One of the advantages we enjoy here in Iowa is that we get to see our presidential candidates and their families up close and personal during our caucus process.  While I had seen then-Senator Obama give that stirring speech at the 2004 Democratic Convention, it was really a speech here in Iowa by his wife Michelle that made me a fan of his.  I figured if a lady this smart and classy married him he must be worth a look.

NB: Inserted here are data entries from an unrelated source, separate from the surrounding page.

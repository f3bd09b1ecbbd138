//! Catalog API client tests
//!
//! Tests request shape, response parsing and error classification.

use mockito::{Matcher, Server};

use catalognav::api::CatalogClient;
use catalognav::codec::ApiQuery;
use catalognav::models::PlayTarget;
use catalognav::{ApiErrorKind, Category, ContentApi};

fn query(pairs: &[(&str, &str)]) -> ApiQuery {
    pairs
        .iter()
        .map(|(k, v)| (k.to_string(), v.to_string()))
        .collect()
}

// =============================================================================
// Browse Tests
// =============================================================================

#[tokio::test]
async fn test_browse_movies_parses_page() {
    let mut server = Server::new_async().await;

    let mock_response = r#"{
        "count": 45,
        "list": [
            {
                "video_info": {"type": "movie", "id": 101},
                "item_info": {
                    "label": "Nasimi",
                    "art": {"poster": "https://img.example/101.jpg"},
                    "info": {"title": "Nasimi", "originaltitle": "Nəsimi", "year": 1973, "genre": "Drama"}
                }
            },
            {
                "video_info": {"type": "movie", "id": "102"},
                "item_info": {"label": "Babek", "info": {"title": "Babek"}}
            }
        ]
    }"#;

    let mock = server
        .mock("GET", "/browse/movies")
        .match_query(Matcher::AllOf(vec![
            Matcher::UrlEncoded("page".into(), "2".into()),
            Matcher::UrlEncoded("genre".into(), "4".into()),
        ]))
        .match_header("accept", "application/json")
        .with_status(200)
        .with_header("content-type", "application/json")
        .with_body(mock_response)
        .create_async()
        .await;

    let client = CatalogClient::new(server.url());
    let page = client
        .browse_movies(&query(&[("page", "2"), ("genre", "4")]))
        .await
        .unwrap();

    mock.assert_async().await;

    assert_eq!(page.total_count, 45);
    assert_eq!(page.records.len(), 2);
    assert_eq!(page.records[0].video_info.id, "101");
    assert_eq!(page.records[1].video_info.id, "102");

    let info = &page.records[0].item_info;
    assert_eq!(info.info.originaltitle.as_deref(), Some("Nəsimi"));
    assert_eq!(info.info.year, Some(1973));
    assert_eq!(
        info.art.get("poster").map(String::as_str),
        Some("https://img.example/101.jpg")
    );
}

#[tokio::test]
async fn test_browse_episodes_with_title() {
    let mut server = Server::new_async().await;

    let mock = server
        .mock("GET", "/browse/episodes")
        .match_query(Matcher::AllOf(vec![
            Matcher::UrlEncoded("tvserie_id".into(), "7".into()),
            Matcher::UrlEncoded("season".into(), "2".into()),
        ]))
        .with_status(200)
        .with_body(
            r#"{"count": 1, "title": "Kitab - Season 2", "list": [
                {"video_info": {"type": "episodes", "id": 31, "tvserie_id": "7", "season": 2, "episode": "5"}}
            ]}"#,
        )
        .create_async()
        .await;

    let client = CatalogClient::new(server.url());
    let page = client
        .browse_episodes(&query(&[("tvserie_id", "7"), ("season", "2")]))
        .await
        .unwrap();

    mock.assert_async().await;

    assert_eq!(page.title.as_deref(), Some("Kitab - Season 2"));
    let video = &page.records[0].video_info;
    assert_eq!(video.tvserie_id.as_deref(), Some("7"));
    assert_eq!(video.season, Some(2));
    assert_eq!(video.episode, Some(5));
}

#[tokio::test]
async fn test_browse_uses_category_path() {
    let mut server = Server::new_async().await;

    let tv = server
        .mock("GET", "/browse/tvseries")
        .match_query(Matcher::Any)
        .with_status(200)
        .with_body(r#"{"count": 0, "list": []}"#)
        .create_async()
        .await;
    let related = server
        .mock("GET", "/browse/movie_related")
        .match_query(Matcher::UrlEncoded("id".into(), "99".into()))
        .with_status(200)
        .with_body(r#"{"count": 0}"#)
        .create_async()
        .await;

    let client = CatalogClient::new(format!("{}/", server.url()));
    assert!(client.browse_tv_series(&ApiQuery::new()).await.unwrap().records.is_empty());
    assert_eq!(
        client
            .browse_related(&query(&[("id", "99")]))
            .await
            .unwrap()
            .total_count,
        0
    );

    tv.assert_async().await;
    related.assert_async().await;
}

// =============================================================================
// Lookup Tests
// =============================================================================

#[tokio::test]
async fn test_category_and_genre_lists() {
    let mut server = Server::new_async().await;

    let categories = server
        .mock("GET", "/categories/videos")
        .with_status(200)
        .with_body(r#"[{"id": 12, "title": "Cartoons"}, {"id": "13", "title": "Music"}]"#)
        .create_async()
        .await;
    let genres = server
        .mock("GET", "/genres")
        .with_status(200)
        .with_body(r#"[{"id": 4, "title": "Drama"}]"#)
        .create_async()
        .await;

    let client = CatalogClient::new(server.url());

    let options = client.category_list(Category::Videos).await.unwrap();
    assert_eq!(options.len(), 2);
    assert_eq!(options[0].id, "12");
    assert_eq!(options[1].title, "Music");

    let options = client.genre_list().await.unwrap();
    assert_eq!(options[0].id, "4");

    categories.assert_async().await;
    genres.assert_async().await;
}

#[tokio::test]
async fn test_movie_detail() {
    let mut server = Server::new_async().await;

    let mock = server
        .mock("GET", "/movies/101")
        .with_status(200)
        .with_body(r#"{"video_quality": "1080p", "audio_quality": "AC3", "plot": "A poet.", "rating": 7.9}"#)
        .create_async()
        .await;

    let client = CatalogClient::new(server.url());
    let details = client.movie_detail("101").await.unwrap();

    mock.assert_async().await;
    assert_eq!(details.video_quality.as_deref(), Some("1080p"));
    assert_eq!(details.plot.as_deref(), Some("A poet."));
    assert_eq!(details.extra.get("rating"), Some(&serde_json::json!(7.9)));
}

#[tokio::test]
async fn test_stream_url() {
    let mut server = Server::new_async().await;

    let mock = server
        .mock("GET", "/play")
        .match_query(Matcher::AllOf(vec![
            Matcher::UrlEncoded("type".into(), "episodes".into()),
            Matcher::UrlEncoded("id".into(), "31".into()),
            Matcher::UrlEncoded("tvserie_id".into(), "7".into()),
            Matcher::UrlEncoded("season".into(), "2".into()),
        ]))
        .with_status(200)
        .with_body(r#"{"url": "https://cdn.example/31.m3u8"}"#)
        .create_async()
        .await;

    let client = CatalogClient::new(server.url());
    let url = client
        .stream_url(&PlayTarget {
            kind: "episodes".into(),
            id: "31".into(),
            tvserie_id: Some("7".into()),
            season: Some("2".into()),
        })
        .await
        .unwrap();

    mock.assert_async().await;
    assert_eq!(url, "https://cdn.example/31.m3u8");
}

#[tokio::test]
async fn test_stream_url_missing() {
    let mut server = Server::new_async().await;

    let _mock = server
        .mock("GET", "/play")
        .match_query(Matcher::Any)
        .with_status(200)
        .with_body(r#"{"url": ""}"#)
        .create_async()
        .await;

    let client = CatalogClient::new(server.url());
    let err = client
        .stream_url(&PlayTarget {
            kind: "movie".into(),
            id: "1".into(),
            tvserie_id: None,
            season: None,
        })
        .await
        .unwrap_err();
    assert_eq!(err.kind, ApiErrorKind::Other);
    assert_eq!(err.message, "No stream available");
}

// =============================================================================
// Error Classification Tests
// =============================================================================

#[tokio::test]
async fn test_not_found_is_other() {
    let mut server = Server::new_async().await;

    let _mock = server
        .mock("GET", "/movies/404")
        .with_status(404)
        .create_async()
        .await;

    let client = CatalogClient::new(server.url());
    let err = client.movie_detail("404").await.unwrap_err();
    assert_eq!(err.kind, ApiErrorKind::Other);
    assert!(err.to_string().contains("404"));
}

#[tokio::test]
async fn test_server_error_is_other() {
    let mut server = Server::new_async().await;

    let _mock = server
        .mock("GET", "/genres")
        .with_status(500)
        .create_async()
        .await;

    let client = CatalogClient::new(server.url());
    let err = client.genre_list().await.unwrap_err();
    assert_eq!(err.kind, ApiErrorKind::Other);
    assert_eq!(err.message, "Server error: 500");
}

#[tokio::test]
async fn test_malformed_json_is_other() {
    let mut server = Server::new_async().await;

    let _mock = server
        .mock("GET", "/browse/videos")
        .match_query(Matcher::Any)
        .with_status(200)
        .with_body("<html>maintenance</html>")
        .create_async()
        .await;

    let client = CatalogClient::new(server.url());
    let err = client.browse_videos(&ApiQuery::new()).await.unwrap_err();
    assert_eq!(err.kind, ApiErrorKind::Other);
    assert!(err.message.starts_with("JSON parse error"));
}

#[tokio::test]
async fn test_unreachable_host_is_connection() {
    // Port 9 (discard) is closed on test machines
    let client = CatalogClient::new("http://127.0.0.1:9");
    let err = client.browse_movies(&ApiQuery::new()).await.unwrap_err();
    assert_eq!(err.kind, ApiErrorKind::Connection);
    assert!(err.is_connection());
}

Many of us foodie-activist types were excited when Barack Obama was elected because we believed that maybe finally something could be accomplished for our agenda of “Good, Clean, and Fair” food for everyone.  Sure enough, that first spring there was the First Lady out there planting an organic garden on the White House grounds.  Say what you will about their former opponents, no one could imagine Cindy McCain doing anything even remotely similar.

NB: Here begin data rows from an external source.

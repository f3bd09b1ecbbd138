//! HTTP client for the video catalog
//!
//! Every endpoint answers JSON over GET:
//! - `/browse/<category>?<query>` → a catalog page
//! - `/categories/<movies|videos>`, `/genres` → picker options
//! - `/movies/<id>` → movie details
//! - `/play?type=..&id=..` → `{"url": ...}`

use async_trait::async_trait;
use reqwest::StatusCode;
use serde::Deserialize;
use std::time::Duration;
use tracing::debug;

use super::ContentApi;
use crate::codec::ApiQuery;
use crate::error::ApiError;
use crate::models::{CatalogPage, Category, FilterOption, MovieDetails, PlayTarget};

/// Catalog API client
pub struct CatalogClient {
    base_url: String,
    client: reqwest::Client,
}

impl CatalogClient {
    /// Create a client for the catalog rooted at `base_url`
    pub fn new(base_url: impl Into<String>) -> Self {
        Self {
            base_url: base_url.into().trim_end_matches('/').to_string(),
            client: reqwest::Client::builder()
                .timeout(Duration::from_secs(30))
                .build()
                .unwrap_or_default(),
        }
    }

    pub fn base_url(&self) -> &str {
        &self.base_url
    }

    /// GET an endpoint and decode its JSON body
    async fn get<T: for<'de> Deserialize<'de>>(
        &self,
        endpoint: &str,
        query: &ApiQuery,
    ) -> Result<T, ApiError> {
        let url = format!("{}{}", self.base_url, endpoint);
        debug!(%url, ?query, "catalog request");

        let response = self
            .client
            .get(&url)
            .query(query)
            .header("Accept", "application/json")
            .send()
            .await?;

        match response.status() {
            StatusCode::OK => {
                let body = response.text().await?;
                serde_json::from_str(&body)
                    .map_err(|e| ApiError::other(format!("JSON parse error: {}", e)))
            }
            StatusCode::NOT_FOUND => Err(ApiError::other("Resource not found (404)")),
            status => Err(ApiError::other(format!("Server error: {}", status.as_u16()))),
        }
    }

    async fn browse(&self, category: Category, query: &ApiQuery) -> Result<CatalogPage, ApiError> {
        let endpoint = format!("/browse/{}", category.as_str());
        self.get(&endpoint, query).await
    }
}

#[async_trait]
impl ContentApi for CatalogClient {
    async fn browse_movies(&self, query: &ApiQuery) -> Result<CatalogPage, ApiError> {
        self.browse(Category::Movies, query).await
    }

    async fn browse_tv_series(&self, query: &ApiQuery) -> Result<CatalogPage, ApiError> {
        self.browse(Category::TvSeries, query).await
    }

    async fn browse_seasons(&self, query: &ApiQuery) -> Result<CatalogPage, ApiError> {
        self.browse(Category::Seasons, query).await
    }

    async fn browse_episodes(&self, query: &ApiQuery) -> Result<CatalogPage, ApiError> {
        self.browse(Category::Episodes, query).await
    }

    async fn browse_videos(&self, query: &ApiQuery) -> Result<CatalogPage, ApiError> {
        self.browse(Category::Videos, query).await
    }

    async fn browse_related(&self, query: &ApiQuery) -> Result<CatalogPage, ApiError> {
        self.browse(Category::MovieRelated, query).await
    }

    async fn category_list(&self, category: Category) -> Result<Vec<FilterOption>, ApiError> {
        let endpoint = format!("/categories/{}", category.as_str());
        self.get(&endpoint, &ApiQuery::new()).await
    }

    async fn genre_list(&self) -> Result<Vec<FilterOption>, ApiError> {
        self.get("/genres", &ApiQuery::new()).await
    }

    async fn movie_detail(&self, id: &str) -> Result<MovieDetails, ApiError> {
        let endpoint = format!("/movies/{}", urlencoding::encode(id));
        self.get(&endpoint, &ApiQuery::new()).await
    }

    async fn stream_url(&self, target: &PlayTarget) -> Result<String, ApiError> {
        let mut query = ApiQuery::new();
        query.insert("type".into(), target.kind.clone());
        query.insert("id".into(), target.id.clone());
        if let Some(series) = &target.tvserie_id {
            query.insert("tvserie_id".into(), series.clone());
        }
        if let Some(season) = &target.season {
            query.insert("season".into(), season.clone());
        }

        let response: StreamResponse = self.get("/play", &query).await?;
        response
            .url
            .filter(|u| !u.is_empty())
            .ok_or_else(|| ApiError::other("No stream available"))
    }
}

// =============================================================================
// Response Structures (internal deserialization)
// =============================================================================

#[derive(Debug, Deserialize)]
struct StreamResponse {
    url: Option<String>,
}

So now a year has gone by and Mrs. Obama is launching a childhood obesity initiative the way such things get launched these days, on NBC’s Today Show.  It’s tradition for FLOTUS to have a cause such as this, and these causes are almost always worthwhile: literacy, homelessness, “Just Say ‘NO!’” etc.

Ms. Obama’s initiative is no exception.  The statistics are alarming – 1 in 3 American children born in 2000 or after will develop diabetes before they are old enough to vote.  Among minorities that ratio rises to 1 in 2.  There is no health system that can hope to cope with the implications of that no matter what her husband and Congress manage to accomplish.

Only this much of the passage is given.